Cynics response: yeah right, and those life molecules will still be intact after 4 billion years...
Answer:
1. I predict the early earth was a pretty rough place to be, thus the early lifeform would have to be chemically very stable in order to survive the challenges of such an unstable environment.
2. I don't say that the entire lifeform will have survived intact, rather that residues of its component parts may still remain, we can use our current chemical knowledge to piece together how it might have been joined up.

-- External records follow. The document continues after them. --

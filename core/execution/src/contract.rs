// dryrun/core/execution/src/contract.rs

// Deployable contract artifacts and the on-chain contract record
use crate::types::{ExecutionError, StackItem};
use dryrun_storage::Hash160;
use serde::{Deserialize, Serialize};
use sha2::{Digest, Sha256};

/// Executable container: compiler tag, script and checksum.
///
/// Layout: `"NEF3"` magic, 64-byte zero padded compiler name, u32 LE script
/// length, script bytes, u32 LE checksum over everything before it.
#[derive(Debug, Clone, PartialEq, Eq, Serialize, Deserialize)]
pub struct NefFile {
    pub compiler: String,
    pub script: Vec<u8>,
    pub checksum: u32,
}

impl NefFile {
    pub const MAGIC: [u8; 4] = *b"NEF3";
    const COMPILER_LEN: usize = 64;
    const HEADER_LEN: usize = 4 + Self::COMPILER_LEN + 4;
    const MAX_SCRIPT_LEN: usize = 512 * 1024;

    pub fn new(compiler: &str, script: Vec<u8>) -> Result<Self, ExecutionError> {
        if compiler.len() > Self::COMPILER_LEN {
            return Err(ExecutionError::InvalidNef("compiler name too long".to_string()));
        }
        let mut nef = Self {
            compiler: compiler.to_string(),
            script,
            checksum: 0,
        };
        nef.checksum = Self::compute_checksum(&nef.body());
        Ok(nef)
    }

    /// First four bytes of the double SHA-256, little-endian
    pub fn compute_checksum(body: &[u8]) -> u32 {
        let hash = Sha256::digest(Sha256::digest(body));
        u32::from_le_bytes([hash[0], hash[1], hash[2], hash[3]])
    }

    fn body(&self) -> Vec<u8> {
        let mut out = Vec::with_capacity(Self::HEADER_LEN + self.script.len());
        out.extend_from_slice(&Self::MAGIC);
        let mut compiler = [0u8; Self::COMPILER_LEN];
        compiler[..self.compiler.len()].copy_from_slice(self.compiler.as_bytes());
        out.extend_from_slice(&compiler);
        out.extend_from_slice(&(self.script.len() as u32).to_le_bytes());
        out.extend_from_slice(&self.script);
        out
    }

    pub fn to_bytes(&self) -> Vec<u8> {
        let mut out = self.body();
        out.extend_from_slice(&self.checksum.to_le_bytes());
        out
    }

    pub fn parse(bytes: &[u8]) -> Result<Self, ExecutionError> {
        let invalid = |reason: &str| ExecutionError::InvalidNef(reason.to_string());

        if bytes.len() < Self::HEADER_LEN + 4 {
            return Err(invalid("file too short"));
        }
        if bytes[..4] != Self::MAGIC {
            return Err(invalid("bad magic"));
        }
        let compiler_bytes = &bytes[4..4 + Self::COMPILER_LEN];
        let end = compiler_bytes.iter().position(|b| *b == 0).unwrap_or(Self::COMPILER_LEN);
        let compiler = std::str::from_utf8(&compiler_bytes[..end])
            .map_err(|_| invalid("compiler is not UTF-8"))?
            .to_string();

        let len_at = 4 + Self::COMPILER_LEN;
        let mut len_bytes = [0u8; 4];
        len_bytes.copy_from_slice(&bytes[len_at..len_at + 4]);
        let script_len = u32::from_le_bytes(len_bytes) as usize;
        if script_len == 0 || script_len > Self::MAX_SCRIPT_LEN {
            return Err(invalid("script length out of range"));
        }
        if bytes.len() != Self::HEADER_LEN + script_len + 4 {
            return Err(invalid("length mismatch"));
        }
        let script = bytes[Self::HEADER_LEN..Self::HEADER_LEN + script_len].to_vec();

        let body_len = Self::HEADER_LEN + script_len;
        let mut checksum_bytes = [0u8; 4];
        checksum_bytes.copy_from_slice(&bytes[body_len..]);
        let checksum = u32::from_le_bytes(checksum_bytes);
        if checksum != Self::compute_checksum(&bytes[..body_len]) {
            return Err(invalid("checksum mismatch"));
        }

        Ok(Self {
            compiler,
            script,
            checksum,
        })
    }
}

#[derive(Debug, Clone, PartialEq, Eq, Serialize, Deserialize)]
pub struct ParameterDescriptor {
    pub name: String,
    #[serde(rename = "type")]
    pub kind: String,
}

#[derive(Debug, Clone, PartialEq, Eq, Serialize, Deserialize)]
pub struct MethodDescriptor {
    pub name: String,
    #[serde(default)]
    pub parameters: Vec<ParameterDescriptor>,
    #[serde(rename = "returntype", default)]
    pub return_type: String,
    pub offset: usize,
    #[serde(default)]
    pub safe: bool,
}

#[derive(Debug, Clone, PartialEq, Eq, Serialize, Deserialize)]
pub struct EventDescriptor {
    pub name: String,
    #[serde(default)]
    pub parameters: Vec<ParameterDescriptor>,
}

#[derive(Debug, Clone, PartialEq, Eq, Default, Serialize, Deserialize)]
pub struct ContractAbi {
    #[serde(default)]
    pub methods: Vec<MethodDescriptor>,
    #[serde(default)]
    pub events: Vec<EventDescriptor>,
}

/// Contract manifest; only the fields the sandbox inspects are typed
#[derive(Debug, Clone, PartialEq, Serialize, Deserialize)]
pub struct ContractManifest {
    pub name: String,
    #[serde(default)]
    pub abi: ContractAbi,
    #[serde(default)]
    pub permissions: Vec<serde_json::Value>,
    #[serde(default)]
    pub extra: Option<serde_json::Value>,
}

impl ContractManifest {
    pub fn new(name: &str, abi: ContractAbi) -> Self {
        Self {
            name: name.to_string(),
            abi,
            permissions: Vec::new(),
            extra: None,
        }
    }

    pub fn parse(json: &str) -> Result<Self, ExecutionError> {
        let manifest: ContractManifest =
            serde_json::from_str(json).map_err(|e| ExecutionError::InvalidManifest(e.to_string()))?;
        if manifest.name.trim().is_empty() {
            return Err(ExecutionError::InvalidManifest("name is empty".to_string()));
        }
        Ok(manifest)
    }

    pub fn to_json_string(&self) -> String {
        serde_json::to_string(self).unwrap_or_default()
    }

    /// Method by name and argument count
    pub fn method(&self, name: &str, argc: usize) -> Option<&MethodDescriptor> {
        self.abi
            .methods
            .iter()
            .find(|m| m.name == name && m.parameters.len() == argc)
    }
}

/// Deployed contract as stored by ContractManagement
#[derive(Debug, Clone, PartialEq, Serialize, Deserialize)]
pub struct ContractState {
    pub id: i32,
    #[serde(rename = "updatecounter")]
    pub update_counter: u16,
    pub hash: Hash160,
    pub nef: NefFile,
    pub manifest: ContractManifest,
}

impl ContractState {
    pub fn to_bytes(&self) -> Vec<u8> {
        serde_json::to_vec(self).unwrap_or_default()
    }

    pub fn from_bytes(bytes: &[u8]) -> Result<Self, ExecutionError> {
        serde_json::from_slice(bytes).map_err(|e| ExecutionError::CorruptedRecord(e.to_string()))
    }

    /// `[id, updatecounter, hash, nef, manifest]`
    pub fn to_stack_item(&self) -> StackItem {
        StackItem::Array(vec![
            StackItem::Integer(i128::from(self.id)),
            StackItem::Integer(i128::from(self.update_counter)),
            StackItem::from_hash(&self.hash),
            StackItem::ByteString(self.nef.to_bytes()),
            StackItem::from_str_utf8(&self.manifest.to_json_string()),
        ])
    }
}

3. Practical proof that biomolecules are stable on the billion year timescale: Scientists have managed to isolate intact dinosaur DNA from 120 million years ago (see link), and DNA nucleotides are likely to be much more fragile than early life (dump DNA in the primordial sea and it would last about 5 minutes!).
Picture of quartz crystal with water inclusion
http://www.feralold...enhydromar20two.htm [cevilthedevil, Oct 04 2004, last modified Oct 06 2004]
Quartz crystal formation
http://ist-socrates...sc/Lect3.html#water [cevilthedevil, Oct 04 2004, last modified Oct 06 2004]
Life on earth timescale
http://www.biology-...10/1_first_life.htm [cevilthedevil, Oct 04 2004, last modified Oct 06 2004]
Intact ancient dinosaur DNA extracted
http://www.newscien...s/dinosaurs/dna.jsp [cevilthedevil, Oct 04 2004, last modified Oct 06 2004]
Quartz Inclusions
http://www.globalte...13thNov01/rocks.htm [bungston, Oct 04 2004, last modified Oct 06 2004]
[link]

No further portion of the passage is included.